L'odeur du calcio commence à flotter sérieusement autour de Leonardo Balerdi. Plusieurs sources italiennes, relayées par Football Club de Marseille et Le Phocéen, confirment ce qu'on sentait monter depuis quelques semaines : la Roma de Gian Piero Gasperini fait du défenseur argentin une priorité pour son mercato estival.
Le pari du retour de l'élève
Le détail qui change tout, c'est le coach. Gasperini connaît Balerdi par cœur. Quand il dirigeait l'Atalanta, il avait déjà coché son nom et envisagé de le recruter. À l'époque, le dossier ne s'était pas concrétisé. Aujourd'hui, parti s'installer sur le banc romain, l'entraîneur italien aurait remis le profil sur sa liste courte. Pour quelqu'un qui aime les défenseurs centraux capables de relancer proprement et de jouer haut, l'Argentin coche pas mal de cases.
D'autant que Gasperini cherche à reconstruire une charnière à son image. Verticale, agressive, prête à monter dans la surface adverse. Le profil Balerdi s'inscrit dans cette logique. Et l'AS Roma, contrairement à beaucoup de clubs italiens en ce moment, a les moyens d'aller au bout d'un dossier à 25-30 millions d'euros.
Le prix de la séparation
Côté marseillais, l'enveloppe est désormais publique. Plusieurs médias (Top Mercato, OM Mercato, 90min) parlent d'une fourchette entre 25 et 30 millions d'euros. Pour un capitaine arrivé en 2020 dans l'anonymat d'un prêt de Dortmund, racheté quatre millions à l'époque, c'est une opération financière magnifique. Mais Marseille ne brade pas non plus. Pour un défenseur central de 27 ans avec encore deux ans de contrat, il y a moyen de tirer le maximum.
Selon Eurosport et Foot Marseille, la séparation est désormais "actée" entre les deux parties. Le joueur aurait même fait la promesse, d'après Livefoot, de tout donner sur les quatre derniers matchs pour partir par la grande porte. À voir si la prestation moyenne contre Nice (1-1) entre dans ce qu'il appelle "tout donner". On sera intransigeants.

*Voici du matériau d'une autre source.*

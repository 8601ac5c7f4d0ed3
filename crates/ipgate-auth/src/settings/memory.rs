//! In-memory settings store for single-node setups and tests.

use std::sync::Arc;

use async_trait::async_trait;
use tokio::sync::RwLock;

use ipgate_core::error::AppError;
use ipgate_core::traits::SettingsStore;
use ipgate_core::types::GateSettings;

/// Settings held in process memory.
#[derive(Debug, Clone, Default)]
pub struct MemorySettingsStore {
    settings: Arc<RwLock<GateSettings>>,
}

impl MemorySettingsStore {
    /// Creates a store seeded with `settings`.
    pub fn new(settings: GateSettings) -> Self {
        Self {
            settings: Arc::new(RwLock::new(settings)),
        }
    }
}

#[async_trait]
impl SettingsStore for MemorySettingsStore {
    async fn load(&self) -> Result<GateSettings, AppError> {
        Ok(self.settings.read().await.clone())
    }

    async fn save_valid_ips(&self, valid_ips: &str) -> Result<(), AppError> {
        self.settings.write().await.valid_ips = valid_ips.to_string();
        Ok(())
    }

    async fn save_check_before_login(&self, enabled: bool) -> Result<(), AppError> {
        self.settings.write().await.check_before_login = enabled;
        Ok(())
    }

    async fn save_error_text(&self, error_text: &str) -> Result<(), AppError> {
        self.settings.write().await.error_text = error_text.to_string();
        Ok(())
    }
}
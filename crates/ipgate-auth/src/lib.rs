//! # ipgate-auth
//!
//! Address-based access control for logins and live sessions.
//!
//! ## Modules
//!
//! - `allowlist`: IPv4 allow-list parsing, matching, and validation
//! - `gate`: pre-login and credential-time checks, denial messages
//! - `session`: reaping sessions whose address is no longer permitted
//! - `settings`: validated, optionally cached access to gate settings
//! - `password`: Argon2id password verification
//! - `directory`: in-memory user directory

pub mod allowlist;
pub mod directory;
pub mod gate;
pub mod password;
pub mod session;
pub mod settings;

pub use allowlist::{AllowList, AllowListEntry, is_ip_permitted, is_permitted};
pub use directory::MemoryUserDirectory;
pub use gate::{CredentialOutcome, DenyReason, GateDecision, LoginAttempt, LoginGate};
pub use password::PasswordHasher;
pub use session::{MemorySessionStore, ReapProgress, ReapReport, SessionReaper};
pub use settings::{MemorySettingsStore, SettingsService};
//! PostgreSQL connection pool management.

use std::sync::Arc;
use std::time::Duration;

use sqlx::postgres::{PgPool, PgPoolOptions};
use tracing::info;

use ipgate_core::config::DatabaseConfig;
use ipgate_core::error::{AppError, ErrorKind};
use ipgate_core::traits::{SessionStore, SettingsStore, UserDirectory};

use crate::repositories::{SessionRepository, SettingsRepository, UserRepository};

/// Wrapper around the sqlx PostgreSQL connection pool.
#[derive(Debug, Clone)]
pub struct DatabasePool {
    /// The underlying sqlx connection pool.
    pool: PgPool,
}

impl DatabasePool {
    /// Connect using the `[database]` configuration section.
    pub async fn connect(config: &DatabaseConfig) -> Result<Self, AppError> {
        info!(
            url = %mask_password(&config.url),
            max_connections = config.max_connections,
            "Connecting to PostgreSQL"
        );

        let pool = PgPoolOptions::new()
            .max_connections(config.max_connections)
            .min_connections(config.min_connections)
            .acquire_timeout(Duration::from_secs(config.connect_timeout_seconds))
            .idle_timeout(Duration::from_secs(config.idle_timeout_seconds))
            .connect(&config.url)
            .await
            .map_err(|e| {
                AppError::with_source(
                    ErrorKind::Database,
                    format!("Failed to connect to database: {e}"),
                    e,
                )
            })?;

        Ok(Self { pool })
    }

    /// Return a reference to the underlying sqlx pool.
    pub fn pool(&self) -> &PgPool {
        &self.pool
    }

    /// User directory over the `users` table.
    pub fn user_directory(&self) -> Arc<dyn UserDirectory> {
        Arc::new(UserRepository::new(self.pool.clone()))
    }

    /// Session store over the `sessions` table.
    pub fn session_store(&self) -> Arc<dyn SessionStore> {
        Arc::new(SessionRepository::new(self.pool.clone()))
    }

    /// Settings store over the `ip_gate_settings` table.
    pub fn settings_store(&self) -> Arc<dyn SettingsStore> {
        Arc::new(SettingsRepository::new(self.pool.clone()))
    }

    /// Close all connections in the pool.
    pub async fn close(&self) {
        self.pool.close().await;
        info!("Database pool closed");
    }
}

/// Mask the password portion of a database URL for safe logging.
fn mask_password(url: &str) -> String {
    let scheme_end = url.find("://").map(|p| p + 3).unwrap_or(0);
    let Some(at_pos) = url.rfind('@') else {
        return url.to_string();
    };
    match url[..at_pos].rfind(':') {
        Some(colon_pos) if colon_pos > scheme_end => {
            format!("{}:****@{}", &url[..colon_pos], &url[at_pos + 1..])
        }
        _ => url.to_string(),
    }
}
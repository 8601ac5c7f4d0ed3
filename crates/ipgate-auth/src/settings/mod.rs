//! Runtime gate settings: validated writes and optional in-process caching.

pub mod memory;
pub mod service;

pub use memory::MemorySettingsStore;
pub use service::SettingsService;
//! Records shared between IpGate and its external collaborators.

pub mod id;
pub mod session;
pub mod settings;
pub mod user;

pub use id::*;
pub use session::SessionRecord;
pub use settings::GateSettings;
pub use user::UserRecord;
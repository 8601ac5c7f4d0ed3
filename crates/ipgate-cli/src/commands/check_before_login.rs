//! `check-before-login` command.

use clap::Args;
use serde::Serialize;

use ipgate_core::error::AppError;

use super::Context;
use crate::output::{self, OutputFormat};

/// Arguments for `check-before-login`
#[derive(Debug, Args)]
#[group(required = true, multiple = false)]
pub struct CheckBeforeLoginArgs {
    /// Reject disallowed addresses before the login form
    #[arg(long)]
    pub enable: bool,
    /// Only check addresses at credential time
    #[arg(long)]
    pub disable: bool,
}

#[derive(Serialize)]
struct Status {
    check_before_login: bool,
}

/// Execute `check-before-login`
pub async fn execute(args: &CheckBeforeLoginArgs, ctx: &Context) -> Result<(), AppError> {
    let enabled = args.enable && !args.disable;
    ctx.settings.set_check_before_login(enabled).await?;

    match ctx.format {
        OutputFormat::Json => output::print_json(&Status {
            check_before_login: enabled,
        }),
        OutputFormat::Table => output::print_success(&format!(
            "Check IP before logging in: {}",
            if enabled { "enabled" } else { "disabled" }
        )),
    }

    if enabled && ctx.settings.current().await?.valid_ips.trim().is_empty() {
        output::print_warning("The allow-list is empty: every login will be rejected.");
    }
    Ok(())
}

#[cfg(test)]
mod tests {
    use clap::Parser;

    use crate::commands::{Cli, Commands};

    #[test]
    fn test_exactly_one_flag_required() {
        let cli = Cli::try_parse_from(["ipgate-cli", "check-before-login", "--enable"]).unwrap();
        assert!(matches!(
            cli.command,
            Commands::CheckBeforeLogin(ref args) if args.enable && !args.disable
        ));

        assert!(Cli::try_parse_from(["ipgate-cli", "check-before-login"]).is_err());
        assert!(
            Cli::try_parse_from(["ipgate-cli", "check-before-login", "--enable", "--disable"])
                .is_err()
        );
    }
}
//! IpGate Server
//!
//! Main entry point that wires all crates together and serves the gated
//! login surface.

use std::future::IntoFuture;
use std::net::SocketAddr;
use std::time::Duration;

use tokio::sync::watch;
use tracing_subscriber::{EnvFilter, fmt};

use ipgate_api::{AppState, build_router};
use ipgate_auth::{LoginGate, PasswordHasher, SettingsService};
use ipgate_core::config::AppConfig;
use ipgate_core::error::AppError;
use ipgate_database::DatabasePool;
use ipgate_database::migration::run_migrations;

#[tokio::main]
async fn main() {
    let config = match load_configuration() {
        Ok(c) => c,
        Err(e) => {
            eprintln!("Failed to load configuration: {}", e);
            std::process::exit(1);
        }
    };

    init_logging(&config);

    if let Err(e) = run(config).await {
        tracing::error!("Server error: {}", e);
        std::process::exit(1);
    }
}

/// Load configuration from file and environment
fn load_configuration() -> Result<AppConfig, AppError> {
    let config_path =
        std::env::var("IPGATE_CONFIG").unwrap_or_else(|_| "config/default.toml".to_string());
    AppConfig::load(&config_path)
}

/// Initialize tracing/logging
fn init_logging(config: &AppConfig) {
    let filter =
        EnvFilter::try_from_default_env().unwrap_or_else(|_| EnvFilter::new(&config.logging.level));

    match config.logging.format.as_str() {
        "json" => {
            fmt()
                .json()
                .with_env_filter(filter)
                .with_target(true)
                .with_thread_ids(true)
                .init();
        }
        _ => {
            fmt()
                .pretty()
                .with_env_filter(filter)
                .with_target(true)
                .init();
        }
    }
}

/// Main server run function
async fn run(config: AppConfig) -> Result<(), AppError> {
    tracing::info!("Starting IpGate v{}", env!("CARGO_PKG_VERSION"));

    // ── Step 1: Database connection + migrations ─────────────────
    tracing::info!("Connecting to database...");
    let db = DatabasePool::connect(&config.database).await?;

    tracing::info!("Running database migrations...");
    run_migrations(db.pool()).await?;
    tracing::info!("Database migrations complete");

    // ── Step 2: Gate services ────────────────────────────────────
    let settings = SettingsService::new(db.settings_store(), &config.gate);
    let login_gate = LoginGate::new(
        db.user_directory(),
        std::sync::Arc::new(PasswordHasher::new()),
        &config.gate,
    );

    if let Some(upgraded) = settings.upgrade_legacy_list().await? {
        tracing::info!(
            entries = upgraded.lines().count(),
            "Converted legacy allow-list to one entry per line"
        );
    }

    // ── Step 3: Build and start HTTP server ──────────────────────
    let addr = format!("{}:{}", config.server.host, config.server.port);
    let grace = Duration::from_secs(config.server.shutdown_grace_seconds);
    let app = build_router(AppState::new(config, settings, login_gate));

    let listener = tokio::net::TcpListener::bind(&addr)
        .await
        .map_err(|e| AppError::internal(format!("Failed to bind {}: {}", addr, e)))?;

    tracing::info!("IpGate server listening on {}", addr);

    // ── Step 4: Graceful shutdown ────────────────────────────────
    let (shutdown_tx, mut shutdown_rx) = watch::channel(false);
    let server = axum::serve(
        listener,
        app.into_make_service_with_connect_info::<SocketAddr>(),
    )
    .with_graceful_shutdown(async move {
        shutdown_signal().await;
        tracing::info!("Shutdown signal received, starting graceful shutdown...");
        let _ = shutdown_tx.send(true);
    });

    tokio::select! {
        result = server.into_future() => {
            result.map_err(|e| AppError::internal(format!("Server error: {}", e)))?;
        }
        _ = async {
            let _ = shutdown_rx.wait_for(|stopping| *stopping).await;
            tokio::time::sleep(grace).await;
        } => {
            tracing::warn!(grace_seconds = grace.as_secs(), "Graceful shutdown timed out");
        }
    }

    db.close().await;
    tracing::info!("IpGate server shut down");
    Ok(())
}

/// Wait for shutdown signal (Ctrl+C or SIGTERM)
async fn shutdown_signal() {
    let ctrl_c = async {
        if let Err(e) = tokio::signal::ctrl_c().await {
            tracing::error!("Failed to install Ctrl+C handler: {}", e);
            std::future::pending::<()>().await;
        }
    };

    #[cfg(unix)]
    let terminate = async {
        match tokio::signal::unix::signal(tokio::signal::unix::SignalKind::terminate()) {
            Ok(mut signal) => {
                signal.recv().await;
            }
            Err(e) => {
                tracing::error!("Failed to install SIGTERM handler: {}", e);
                std::future::pending::<()>().await;
            }
        }
    };

    #[cfg(not(unix))]
    let terminate = std::future::pending::<()>();

    tokio::select! {
        _ = ctrl_c => {},
        _ = terminate => {},
    }
}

Six saisons, un brassard, et après ?
Six saisons à l'OM, ça laisse forcément des traces. Balerdi, c'est le mec qui a connu les coachs à la pelle, les présidents qui passent, les promesses européennes qui s'effondrent. Et qui a quand même fini par s'installer comme cadre, puis comme capitaine. Cette saison, il a joué 29 matchs avec une moyenne de 6,83 selon les notes Athletixa. Pas exceptionnel, mais constant. Le genre de joueur dont on découvre la valeur réelle quand il n'est plus là.
Le départ programmé pose une question sensible : qui reprend le brassard ? Habib Beye devra trancher cet été et le casting est mince. Aubameyang ? Trop sur le départ probable lui aussi. Højbjerg ? Plus si simple non plus. Rulli ? Possible. Le club entre dans une phase de transition complète, et perdre simultanément ses deux ou trois cadres historiques, c'est rarement une bonne nouvelle pour la stabilité.
Les Italiens, eux, sont à l'affût. La Roma mène, mais on évoque aussi un intérêt latent côté Atalanta et de quelques autres clubs européens. Reste à savoir si Gasperini aura les coudées franches pour attaquer le dossier dès l'ouverture du marché. Quand un coach veut un joueur depuis plusieurs années, en général, il finit par l'avoir. Surtout en Italie, où la persévérance fait partie du jeu.